I'm kind of a new programmer, and I'm having a couple of problems with the code I'm handling.

Basically what the code does is receive a form from another JSP, read the bytes, parse the data, and submit the results to SalesForce, using DataInputStream.

   //Getting the parameters from request
 String contentType = request.getContentType();
 DataInputStream in = new DataInputStream(request.getInputStream());
 int formDataLength = request.getContentLength();

 //System.out.println(formDataLength);
 byte dataBytes[] = new byte[formDataLength];
 int byteRead = 0;
 int totalBytesRead = 0;
 while (totalBytesRead < formDataLength) 
 {
  byteRead = in.read(dataBytes, totalBytesRead, formDataLength);
  totalBytesRead += byteRead;
 }

It works fine, but only if the code handles normal characters. Whenever it tries to handle special characters (like french chars: àâäæçéèêëîïôùûü) I get the following gibberish as a result:

à âäæçéèêëîïôùûü

I understand it could be an issue of DataInputStream, and how it doesn't return UTF-8 encoded text. Do you guys offer any suggestions on how to tackle this issue?

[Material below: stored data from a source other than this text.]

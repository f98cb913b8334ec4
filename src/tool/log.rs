//! Capture of the tool's diagnostic output

use super::traits::ToolLog;
use std::sync::Mutex;

/// Severity of a captured tool message
#[derive(Debug, Clone, Copy, PartialEq, Eq)]
pub enum ToolLogLevel {
    /// Informational output
    Debug,
    /// Non-fatal problem
    Warning,
    /// Fatal problem
    Error,
}

/// [`ToolLog`] that forwards to `tracing` and keeps every message for the request
///
/// Captured messages enrich the service's own log lines; they are never sent to
/// the caller.
#[derive(Debug, Default)]
pub struct CapturingLog {
    messages: Mutex<Vec<(ToolLogLevel, String)>>,
}

impl CapturingLog {
    /// Create an empty log
    pub fn new() -> Self {
        Self::default()
    }

    fn push(&self, level: ToolLogLevel, message: &str) {
        if let Ok(mut messages) = self.messages.lock() {
            messages.push((level, message.to_string()));
        }
    }

    /// All captured messages in arrival order
    pub fn messages(&self) -> Vec<(ToolLogLevel, String)> {
        self.messages
            .lock()
            .map(|messages| messages.clone())
            .unwrap_or_default()
    }

    /// Captured messages at or above `level`
    pub fn at_least(&self, level: ToolLogLevel) -> Vec<String> {
        self.messages()
            .into_iter()
            .filter(|(l, _)| rank(*l) >= rank(level))
            .map(|(_, message)| message)
            .collect()
    }
}

fn rank(level: ToolLogLevel) -> u8 {
    match level {
        ToolLogLevel::Debug => 0,
        ToolLogLevel::Warning => 1,
        ToolLogLevel::Error => 2,
    }
}

impl ToolLog for CapturingLog {
    fn debug(&self, message: &str) {
        tracing::debug!(target: "yt_dlp", "{}", message);
        self.push(ToolLogLevel::Debug, message);
    }

    fn warning(&self, message: &str) {
        tracing::warn!(target: "yt_dlp", "{}", message);
        self.push(ToolLogLevel::Warning, message);
    }

    fn error(&self, message: &str) {
        tracing::error!(target: "yt_dlp", "{}", message);
        self.push(ToolLogLevel::Error, message);
    }
}

/// Route one line of tool stderr to the matching sink method
pub(crate) fn dispatch_line(log: &dyn ToolLog, line: &str) {
    let line = line.trim_end();
    if line.is_empty() {
        return;
    }

    if line.starts_with("ERROR:") {
        log.error(line);
    } else if line.starts_with("WARNING:") {
        log.warning(line);
    } else {
        log.debug(line);
    }
}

All the .jsp files include <%@page pageEncoding="UTF-8" contentType="text/html; charset=UTF-8"%> and Tomcat's settings are fine (URI = UTF-8, etc). I tried adding:

request.setCharacterEncoding("UTF-8");

and

response.setCharacterEncoding("UTF-8");

to no avail.

Here's an example of how it parses the data:

    //Getting the notes for the Case 
 String notes = new String(dataBytes);
 System.out.println(notes);
 String savenotes = casetype.substring(notes.indexOf("notes"));
 //savenotes = savenotes.substring(savenotes.indexOf("\n"), savenotes.indexOf("---"));
 savenotes = savenotes.substring(savenotes.indexOf("\n")+1);
 savenotes = savenotes.substring(savenotes.indexOf("\n")+1);
 savenotes = savenotes.substring(0,savenotes.indexOf("name=\"datafile"));
 savenotes = savenotes.substring(0,savenotes.lastIndexOf("\n------"));
 savenotes = savenotes.trim();

Thanks in advance.

回答1:

The problem is not in the inputstreams since they doesn't handle characters, but only bytes. Your problem is at the point you convert those bytes to characters. In this particular case, you need to specify the proper encoding in the String constructor.

String notes = new String(dataBytes, "UTF-8");

See also:

  • Unicode - How to get characters right?

By the way, the DataInputStream has no additional value in the particular code snippet. You can just keep it InputStream.